Its a pretty big leap from DX10, as DX10 really didn't offer much of an eye-candy boost or any specific features that pulled it ahead of DX9.


----------



## Nailezs (Dec 5, 2009)

yeah dx10 was useless, and in my experience, buggy. most of the games i had that were dx10 i just played in dx9 and was just as happy

some quick googling turned up:
http://en.wikipedia.org/wiki/Directx#DirectX_11
http://blogs.amd.com/play/2009/06/02/why-we-should-get-excited-about-directx-11/
http://www.bit-tech.net/bits/2008/09/17/directx-11-a-look-at-what-s-coming/1

basically directx11 will make the processing of graphics quicker and more efficient, as well as prettier and more life like. dx11 is what dx10 was originally supposed to be

and i think that there are plenty of games coming out in dx11, it just isnt the industry standard that dx9 is yet
see http://forums.techpowerup.com/showthread.php?t=103614&highlight=directx+11 for a list of game in dx11


----------



## kurosagi01 (Dec 5, 2009)

isn't direct X11 suppose to be more optimized than DX10? if so it run just like Dx9 and get  good Frame rate.


----------



## GSquadron (Dec 5, 2009)

It needs more power than Direct X 9 because of the tools being used, so the frame rates in directX9 will be more if u use a directx11 card


----------



## 3870x2 (Dec 5, 2009)

directx 10 should have never been released as direct x 10, rather just another revision from 9.

There were more changes between directx9 and its revisions, than direct x 10.  If I were to guess, direct x 10 was released in support of windows vista.


----------



## GSquadron (Dec 5, 2009)

so it needs to be named direct x 9d


----------



## Polarman (Dec 5, 2009)

*DirectX 10:*

- Fixed pipelines are being done away with in favor of fully programmable pipelines (often referred to as unified pipeline architecture), which can be programmed to emulate the same. 
- New state object to enable (mostly) the CPU to change states efficiently.
- Shader model 4.0, enhances the programmability of the graphics pipeline. It adds instructions for integer and bitwise calculations.
- Geometry shaders, which work on adjacent triangles which form a mesh. 
- Texture arrays enable swapping of textures in GPU without CPU intervention. 
- Predicated Rendering allows drawing calls to be ignored based on some other conditions. This enables rapid occlusion culling, which prevents objects from being rendered if it is not visible or too far to be visible. 
- Instancing 2.0 support, allowing multiple instances of similar meshes, such as armies, or grass or trees, to be rendered in a single draw call, reducing the processing time needed for multiple similar objects to that of a single one.

*DirectX 10.1:*

- Mandatory 32-bit floating point filtering. 
- Mandatory support for 4x anti-aliasing 
- Shader model 4.1

*DirectX 11:*

- Tessellation to increase at runtime the number of visible polygons from a low detail polygonal model.
- Multithreaded rendering to render to the same Direct3D device object from different threads for multi core CPUs. 
- Compute shaders which exposes the shader pipeline for non-graphical tasks such as stream processing and physics acceleration, similar in spirit to what OpenCL, NVIDIA CUDA, ATI Stream achieves, and HLSL Shader Model 5 among others.
- Two new texture compression algorithms for more efficient packing of high quality and HDR/alpha textures and an increased texture cache.

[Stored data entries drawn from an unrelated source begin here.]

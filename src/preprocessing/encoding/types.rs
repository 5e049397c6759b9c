//! Output format selection and encoder options

use tracing::warn;

use crate::preprocessing::common::error::{PreProcessError, Result};

/// Driver identifier of the GeoTIFF encoder.
pub const GTIFF_DRIVER: &str = "GTiff";

/// Target encoding of a pipeline run: driver, file extension and the
/// driver's `KEY=VALUE` creation options, in the order they were given.
#[derive(Debug, Clone, PartialEq, Eq)]
pub struct FormatSelection {
    driver: String,
    extension: String,
    creation_options: Vec<String>,
}

impl FormatSelection {
    pub fn new(
        driver: impl Into<String>,
        extension: impl Into<String>,
        creation_options: Vec<String>,
    ) -> Self {
        let extension = extension.into();
        let extension = if extension.is_empty() || extension.starts_with('.') {
            extension
        } else {
            format!(".{extension}")
        };
        Self {
            driver: driver.into(),
            extension,
            creation_options,
        }
    }

    /// Plain GeoTIFF with a `.tif` extension and no creation options.
    pub fn geotiff() -> Self {
        Self::new(GTIFF_DRIVER, ".tif", Vec::new())
    }

    pub fn driver(&self) -> &str {
        &self.driver
    }

    /// Extension including the leading dot.
    pub fn extension(&self) -> &str {
        &self.extension
    }

    pub fn creation_options(&self) -> &[String] {
        &self.creation_options
    }
}

impl Default for FormatSelection {
    fn default() -> Self {
        Self::geotiff()
    }
}

/// TIFF compression methods
#[derive(Debug, Clone, Copy, PartialEq, Eq)]
pub enum TiffCompression {
    /// No compression (fastest, largest file)
    None,
    /// LZW compression
    Lzw,
    /// PackBits run-length compression
    PackBits,
    /// Deflate compression - fast level
    DeflateFast,
    /// Deflate compression - balanced (default deflate level)
    DeflateBalanced,
    /// Deflate compression - best compression (slower)
    DeflateBest,
}

/// Creation options understood by the GeoTIFF encoder.
#[derive(Debug, Clone, PartialEq, Eq)]
pub struct EncodingOptions {
    pub compression: TiffCompression,
    /// Predictor value (2 = horizontal differencing), integer samples only
    pub predictor: Option<u16>,
}

impl Default for EncodingOptions {
    fn default() -> Self {
        Self {
            compression: TiffCompression::None,
            predictor: None,
        }
    }
}

impl EncodingOptions {
    /// Parses `KEY=VALUE` creation options. Keys are case-insensitive;
    /// unknown keys are logged and skipped.
    pub fn from_creation_options(options: &[String]) -> Result<Self> {
        let mut compress: Option<String> = None;
        let mut zlevel: Option<u8> = None;
        let mut predictor = None;

        for option in options {
            let (key, value) = option.split_once('=').ok_or_else(|| {
                PreProcessError::EncodingError(format!(
                    "creation option '{option}' is not of the form KEY=VALUE"
                ))
            })?;
            let key = key.trim().to_ascii_uppercase();
            let value = value.trim();

            match key.as_str() {
                "COMPRESS" => compress = Some(value.to_ascii_uppercase()),
                "ZLEVEL" => {
                    let level = value
                        .parse::<u8>()
                        .ok()
                        .filter(|l| (1..=9).contains(l))
                        .ok_or_else(|| {
                            PreProcessError::EncodingError(format!("invalid ZLEVEL '{value}'"))
                        })?;
                    zlevel = Some(level);
                }
                "PREDICTOR" => {
                    predictor = match value {
                        "1" => None,
                        "2" => Some(2),
                        other => {
                            return Err(PreProcessError::EncodingError(format!(
                                "unsupported PREDICTOR '{other}'"
                            )));
                        }
                    }
                }
                _ => warn!("Ignoring unsupported creation option '{}'", option),
            }
        }

        let compression = match compress.as_deref() {
            None | Some("NONE") => TiffCompression::None,
            Some("LZW") => TiffCompression::Lzw,
            Some("PACKBITS") => TiffCompression::PackBits,
            Some("DEFLATE") => match zlevel {
                Some(1..=3) => TiffCompression::DeflateFast,
                Some(7..=9) => TiffCompression::DeflateBest,
                _ => TiffCompression::DeflateBalanced,
            },
            Some(other) => {
                return Err(PreProcessError::EncodingError(format!(
                    "unsupported COMPRESS '{other}'"
                )));
            }
        };

        Ok(Self {
            compression,
            predictor,
        })
    }
}

#[cfg(test)]
mod tests {
    use super::*;

    fn opts(options: &[&str]) -> Vec<String> {
        options.iter().map(|s| s.to_string()).collect()
    }

    #[test]
    fn test_extension_is_normalized() {
        assert_eq!(FormatSelection::new("GTiff", "tif", vec![]).extension(), ".tif");
        assert_eq!(FormatSelection::new("GTiff", ".tiff", vec![]).extension(), ".tiff");
        assert_eq!(FormatSelection::default().driver(), GTIFF_DRIVER);
    }

    #[test]
    fn test_parse_creation_options() {
        let options =
            EncodingOptions::from_creation_options(&opts(&["compress=deflate", "ZLEVEL=9", "PREDICTOR=2"]))
                .unwrap();
        assert_eq!(options.compression, TiffCompression::DeflateBest);
        assert_eq!(options.predictor, Some(2));

        let options = EncodingOptions::from_creation_options(&opts(&["COMPRESS=LZW", "TILED=YES"])).unwrap();
        assert_eq!(options.compression, TiffCompression::Lzw);
        assert_eq!(options.predictor, None);

        assert_eq!(
            EncodingOptions::from_creation_options(&[]).unwrap(),
            EncodingOptions::default()
        );
    }

    #[test]
    fn test_reject_bad_creation_options() {
        for bad in ["COMPRESS", "COMPRESS=JPEG2000", "ZLEVEL=12", "PREDICTOR=3"] {
            assert!(
                matches!(
                    EncodingOptions::from_creation_options(&opts(&[bad])),
                    Err(PreProcessError::EncodingError(_))
                ),
                "{bad:?} should be rejected"
            );
        }
    }
}
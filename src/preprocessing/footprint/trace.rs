//! Raster to vector tracing of validity masks.
//!
//! Regions are 4-connected. Boundaries run along pixel edges, vertices are
//! pixel corners in (col, row) space with the valid region kept to the right
//! of every directed edge.

use std::collections::{HashMap, VecDeque};

use geo::{Coord, LineString, Polygon};

use super::mask::ValidityMask;

type Vertex = (i64, i64);

#[derive(Debug, Clone, Copy)]
struct Edge {
    from: Vertex,
    to: Vertex,
}

impl Edge {
    fn direction(&self) -> Vertex {
        (self.to.0 - self.from.0, self.to.1 - self.from.1)
    }
}

/// Traces every valid region of `mask` into a polygon, exterior first.
pub fn trace_regions(mask: &ValidityMask) -> Vec<Polygon<f64>> {
    label_components(mask)
        .iter()
        .map(|cells| {
            let mut rings: Vec<Vec<Vertex>> = link_rings(&boundary_edges(mask, cells))
                .into_iter()
                .map(merge_collinear)
                .collect();
            rings.sort_by(|a, b| ring_area(b).total_cmp(&ring_area(a)));
            let mut rings = rings.into_iter().map(to_line_string);
            let exterior = rings.next().unwrap_or_else(|| LineString::new(Vec::new()));
            Polygon::new(exterior, rings.collect())
        })
        .collect()
}

fn label_components(mask: &ValidityMask) -> Vec<Vec<(usize, usize)>> {
    let mut seen = vec![false; mask.cells.len()];
    let mut components = Vec::new();

    for start in 0..mask.cells.len() {
        if seen[start] || mask.cells[start] == 0 {
            continue;
        }
        seen[start] = true;
        let mut queue = VecDeque::from([(start % mask.width, start / mask.width)]);
        let mut cells = Vec::new();

        while let Some((x, y)) = queue.pop_front() {
            cells.push((x, y));
            for (dx, dy) in [(0, -1), (1, 0), (0, 1), (-1, 0)] {
                let (nx, ny) = (x as isize + dx, y as isize + dy);
                if !mask.is_valid(nx, ny) {
                    continue;
                }
                let idx = ny as usize * mask.width + nx as usize;
                if !seen[idx] {
                    seen[idx] = true;
                    queue.push_back((nx as usize, ny as usize));
                }
            }
        }
        components.push(cells);
    }
    components
}

fn boundary_edges(mask: &ValidityMask, cells: &[(usize, usize)]) -> Vec<Edge> {
    let mut edges = Vec::new();
    for &(x, y) in cells {
        let (cx, cy) = (x as isize, y as isize);
        let (x, y) = (x as i64, y as i64);
        if !mask.is_valid(cx, cy - 1) {
            edges.push(Edge { from: (x, y), to: (x + 1, y) });
        }
        if !mask.is_valid(cx + 1, cy) {
            edges.push(Edge { from: (x + 1, y), to: (x + 1, y + 1) });
        }
        if !mask.is_valid(cx, cy + 1) {
            edges.push(Edge { from: (x + 1, y + 1), to: (x, y + 1) });
        }
        if !mask.is_valid(cx - 1, cy) {
            edges.push(Edge { from: (x, y + 1), to: (x, y) });
        }
    }
    edges
}

/// Chains directed edges into closed rings.
///
/// Where two cells of a region touch only at a corner, the walk turns right
/// so each cell keeps its own boundary.
fn link_rings(edges: &[Edge]) -> Vec<Vec<Vertex>> {
    let mut outgoing: HashMap<Vertex, Vec<usize>> = HashMap::new();
    for (idx, edge) in edges.iter().enumerate() {
        outgoing.entry(edge.from).or_default().push(idx);
    }

    let successor = |current: usize| -> Option<usize> {
        let edge = edges[current];
        let (dx, dy) = edge.direction();
        let candidates = outgoing.get(&edge.to)?;
        [(-dy, dx), (dx, dy), (dy, -dx)].iter().find_map(|turn| {
            candidates
                .iter()
                .copied()
                .find(|&c| edges[c].direction() == *turn)
        })
    };

    let mut used = vec![false; edges.len()];
    let mut rings = Vec::new();
    for start in 0..edges.len() {
        if used[start] {
            continue;
        }
        let mut ring = Vec::new();
        let mut current = start;
        loop {
            used[current] = true;
            ring.push(edges[current].from);
            match successor(current) {
                Some(next) if next != start && !used[next] => current = next,
                _ => break,
            }
        }
        rings.push(ring);
    }
    rings
}

fn merge_collinear(ring: Vec<Vertex>) -> Vec<Vertex> {
    let n = ring.len();
    if n < 3 {
        return ring;
    }
    (0..n)
        .filter(|&i| {
            let prev = ring[(i + n - 1) % n];
            let cur = ring[i];
            let next = ring[(i + 1) % n];
            let cross = (cur.0 - prev.0) * (next.1 - cur.1) - (cur.1 - prev.1) * (next.0 - cur.0);
            cross != 0
        })
        .map(|i| ring[i])
        .collect()
}

fn ring_area(ring: &[Vertex]) -> f64 {
    let n = ring.len();
    let twice: i64 = (0..n)
        .map(|i| {
            let (a, b) = (ring[i], ring[(i + 1) % n]);
            a.0 * b.1 - b.0 * a.1
        })
        .sum();
    (twice as f64 / 2.0).abs()
}

fn to_line_string(ring: Vec<Vertex>) -> LineString<f64> {
    LineString::new(
        ring.into_iter()
            .map(|(x, y)| Coord { x: x as f64, y: y as f64 })
            .collect(),
    )
}

#[cfg(test)]
mod tests {
    use super::*;
    use geo::Area;

    fn mask(rows: &[&str]) -> ValidityMask {
        let width = rows[0].len();
        ValidityMask {
            width,
            height: rows.len(),
            cells: rows
                .iter()
                .flat_map(|r| r.bytes().map(|b| u8::from(b == b'#')))
                .collect(),
        }
    }

    #[test]
    fn test_single_pixel() {
        let polygons = trace_regions(&mask(&["...", ".#.", "..."]));
        assert_eq!(polygons.len(), 1);
        let exterior = polygons[0].exterior();
        assert_eq!(exterior.0.len(), 5);
        assert_eq!(exterior.0[0], Coord { x: 1.0, y: 1.0 });
        assert_eq!(polygons[0].unsigned_area(), 1.0);
    }

    #[test]
    fn test_l_shape_corners_only() {
        let polygons = trace_regions(&mask(&["#..", "#..", "###"]));
        assert_eq!(polygons.len(), 1);
        // six corners plus the closing point
        assert_eq!(polygons[0].exterior().0.len(), 7);
        assert_eq!(polygons[0].unsigned_area(), 5.0);
    }

    #[test]
    fn test_hole_becomes_interior() {
        let polygons = trace_regions(&mask(&["###", "#.#", "###"]));
        assert_eq!(polygons.len(), 1);
        assert_eq!(polygons[0].interiors().len(), 1);
        assert_eq!(polygons[0].unsigned_area(), 8.0);
    }

    #[test]
    fn test_corner_touch_is_not_connected() {
        let polygons = trace_regions(&mask(&["##.", "#.#", ".##"]));
        assert_eq!(polygons.len(), 2);
        assert!(polygons.iter().all(|p| p.unsigned_area() == 3.0));
    }

    #[test]
    fn test_holes_meeting_at_a_corner() {
        let polygons = trace_regions(&mask(&["####", "#..#", "#.##", "##.#", "####"]));
        assert_eq!(polygons.len(), 1);
        assert_eq!(polygons[0].unsigned_area(), 16.0);
    }

    #[test]
    fn test_hole_pinched_against_outside() {
        let polygons = trace_regions(&mask(&["##.", "#.#", "###"]));
        assert_eq!(polygons.len(), 1);
        assert_eq!(polygons[0].unsigned_area(), 7.0);
    }

    #[test]
    fn test_empty_mask() {
        assert!(trace_regions(&mask(&["...", "..."])).is_empty());
    }
}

All this info was on Wiki.


----------



## phanbuey (Dec 5, 2009)




----------



## Benetanegia (Dec 5, 2009)

phanbuey said:


> http://i4.photobucket.com/albums/y117/jonelo/stalker/Stalker-COP-DirectX-11-01a-1.jpg



That's an example of very badly used tesselation IMO. Except for the mask everything else looks worse, tesselation is smoothing out all the intended details on the model, making it look dull.


----------



## BababooeyHTJ (Dec 6, 2009)

Nailezs said:


> yeah dx10 was useless, and in my experience, buggy. most of the games i had that were dx10 i just played in dx9 and was just as happy



So, DX10 was useless and buggy because early DX9 games that were shoddily ported over to DX10 in it's early days like Crysis didn't run as well as in DX9? You might want to check out games like Far Cry 2, Assassins Creed, Hawx, etc before making such a statement. Those games actually look better in DX10 while seeing better performance with AA than in DX9.

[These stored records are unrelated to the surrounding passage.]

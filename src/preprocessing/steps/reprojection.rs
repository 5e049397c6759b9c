//! Warping of a raster into another spatial reference.

use tracing::debug;

use crate::preprocessing::common::error::{PreProcessError, Result};
use crate::preprocessing::raster::projection::{CoordinateTransform, SpatialReference};
use crate::preprocessing::raster::types::{Band, GeoTransform, RasterHandle};

/// Sample points per raster edge when estimating the target extent.
const EDGE_SAMPLES: usize = 20;

/// Nearest-neighbour warp into `target`.
///
/// The output extent is the envelope of the densified source boundary in the
/// target reference; the pixel size keeps the diagonal pixel count of the
/// source grid. Cells that map outside the source are filled with the band's
/// nodata value, or 0 when none is declared.
#[derive(Debug, Clone, Copy, PartialEq, Eq)]
pub struct Reprojection {
    pub target: SpatialReference,
}

impl Reprojection {
    pub fn new(target: SpatialReference) -> Self {
        Self { target }
    }

    pub fn apply(&self, raster: RasterHandle) -> Result<RasterHandle> {
        let source = raster.spatial_ref.ok_or_else(|| {
            PreProcessError::ProjectionError("raster has no spatial reference".to_string())
        })?;
        if source == self.target {
            debug!("Raster already in {}, skipping warp", self.target);
            return Ok(raster);
        }

        let to_source_pixel = raster.geo_transform.invert().ok_or_else(|| {
            PreProcessError::ProjectionError("degenerate geotransform".to_string())
        })?;
        let forward = CoordinateTransform::new(&source, &self.target)?;
        let inverse = CoordinateTransform::new(&self.target, &source)?;

        let (min_x, min_y, max_x, max_y) = target_envelope(&raster, &forward)?;
        let source_diagonal = ((raster.width.pow(2) + raster.height.pow(2)) as f64).sqrt();
        let target_diagonal = ((max_x - min_x).powi(2) + (max_y - min_y).powi(2)).sqrt();
        let resolution = target_diagonal / source_diagonal;
        if !resolution.is_finite() || resolution <= 0.0 {
            return Err(PreProcessError::ProjectionError(
                "raster collapses to a point in the target reference".to_string(),
            ));
        }

        let width = (((max_x - min_x) / resolution).ceil() as usize).max(1);
        let height = (((max_y - min_y) / resolution).ceil() as usize).max(1);
        let geo_transform = GeoTransform([min_x, resolution, 0.0, max_y, 0.0, -resolution]);

        let mut bands: Vec<Band> = raster
            .bands
            .iter()
            .map(|b| {
                Band::new(vec![b.nodata.unwrap_or(0.0); width * height], b.pixel_type)
                    .with_nodata(b.nodata)
            })
            .collect();

        for row in 0..height {
            for col in 0..width {
                let (x, y) = geo_transform.apply(col as f64 + 0.5, row as f64 + 0.5);
                let Ok((sx, sy)) = inverse.transform(x, y) else {
                    continue;
                };
                let (src_col, src_row) = to_source_pixel.apply(sx, sy);
                if src_col < 0.0 || src_row < 0.0 {
                    continue;
                }
                let (src_col, src_row) = (src_col as usize, src_row as usize);
                if src_col >= raster.width || src_row >= raster.height {
                    continue;
                }
                let src_idx = src_row * raster.width + src_col;
                let dst_idx = row * width + col;
                for (dst, src) in bands.iter_mut().zip(&raster.bands) {
                    dst.data[dst_idx] = src.data[src_idx];
                }
            }
        }

        debug!(
            "Warped {}x{} {} -> {}x{} {}",
            raster.width, raster.height, source, width, height, self.target
        );

        Ok(RasterHandle::new(width, height, bands)?
            .with_geo_transform(geo_transform)
            .with_spatial_ref(Some(self.target))
            .with_palette(raster.palette))
    }
}

fn target_envelope(
    raster: &RasterHandle,
    forward: &CoordinateTransform,
) -> Result<(f64, f64, f64, f64)> {
    let (w, h) = (raster.width as f64, raster.height as f64);
    let mut boundary = Vec::with_capacity(4 * (EDGE_SAMPLES + 1));
    for i in 0..=EDGE_SAMPLES {
        let t = i as f64 / EDGE_SAMPLES as f64;
        boundary.push((t * w, 0.0));
        boundary.push((t * w, h));
        boundary.push((0.0, t * h));
        boundary.push((w, t * h));
    }

    let mut envelope: Option<(f64, f64, f64, f64)> = None;
    for (col, row) in boundary {
        let (x, y) = raster.geo_transform.apply(col, row);
        let Ok((tx, ty)) = forward.transform(x, y) else {
            continue;
        };
        envelope = Some(match envelope {
            None => (tx, ty, tx, ty),
            Some((a, b, c, d)) => (a.min(tx), b.min(ty), c.max(tx), d.max(ty)),
        });
    }

    envelope.ok_or_else(|| {
        PreProcessError::ProjectionError("raster extent cannot be transformed".to_string())
    })
}

#[cfg(test)]
mod tests {
    use super::*;
    use crate::preprocessing::raster::types::PixelType;

    fn geographic_raster() -> RasterHandle {
        RasterHandle::new(10, 10, vec![Band::new(vec![7.0; 100], PixelType::Byte)])
            .unwrap()
            .with_geo_transform(GeoTransform([10.0, 0.1, 0.0, 50.0, 0.0, -0.1]))
            .with_spatial_ref(Some(SpatialReference::wgs84()))
    }

    #[test]
    fn test_warp_to_web_mercator() {
        let mercator = SpatialReference::from_epsg(3857).unwrap();
        let out = Reprojection::new(mercator).apply(geographic_raster()).unwrap();

        assert_eq!(out.spatial_ref, Some(mercator));
        // lon 10 in web mercator
        assert!((out.geo_transform.0[0] - 1_113_194.9).abs() < 1.0);
        assert!(out.geo_transform.0[5] < 0.0);

        let center = (out.height / 2) * out.width + out.width / 2;
        assert_eq!(out.bands[0].data[center], 7.0);
    }

    #[test]
    fn test_same_reference_is_untouched() {
        let out = Reprojection::new(SpatialReference::wgs84())
            .apply(geographic_raster())
            .unwrap();
        assert_eq!((out.width, out.height), (10, 10));
        assert_eq!(out.geo_transform.0[0], 10.0);
    }

    #[test]
    fn test_requires_spatial_reference() {
        let raster = geographic_raster().with_spatial_ref(None);
        let result = Reprojection::new(SpatialReference::wgs84()).apply(raster);
        assert!(matches!(result, Err(PreProcessError::ProjectionError(_))));
    }
}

Hopefully 7 takes off so we will see more DX11 adoption. Vista's reputation is what killed DX10.


----------



## Muhad (Dec 6, 2009)

1


----------



## kurosagi01 (Dec 6, 2009)

i have to say Resident evil 5 on the PC in DX10 was quite optimized,when i look at Frame rate score its pretty good and same with HAWX


----------



## KainXS (Dec 6, 2009)

DX11 is more about increased efficiency, by making the games run better they can make them look better with nowhere near as much of a performance hit, but id does add some features like DX compute also


----------



## lemonadesoda (Dec 6, 2009)

The *major change *with DX11 that will have a significant impact in *future games engines *is: _Multithreaded rendering to render to the same Direct3D device object from different threads for multi core CPUs_. Finally we will see big improvements in Quad Core and higher CPU's over Single and Dual Core CPUs. To date, multicore tech has only helped with offloading sound or AI to a different core... or with texture unzipping. Now, finally, we can get the "engine" to be truly multithreaded.

Tesselation is old hat and was called TruForm and was available since ATI Radeon 8500, ie. before 9700, X800, X1950, HD2xxx, HD3xxx, HD4xxx and now HD 5xxx... ie. it is already 8 generations old.


----------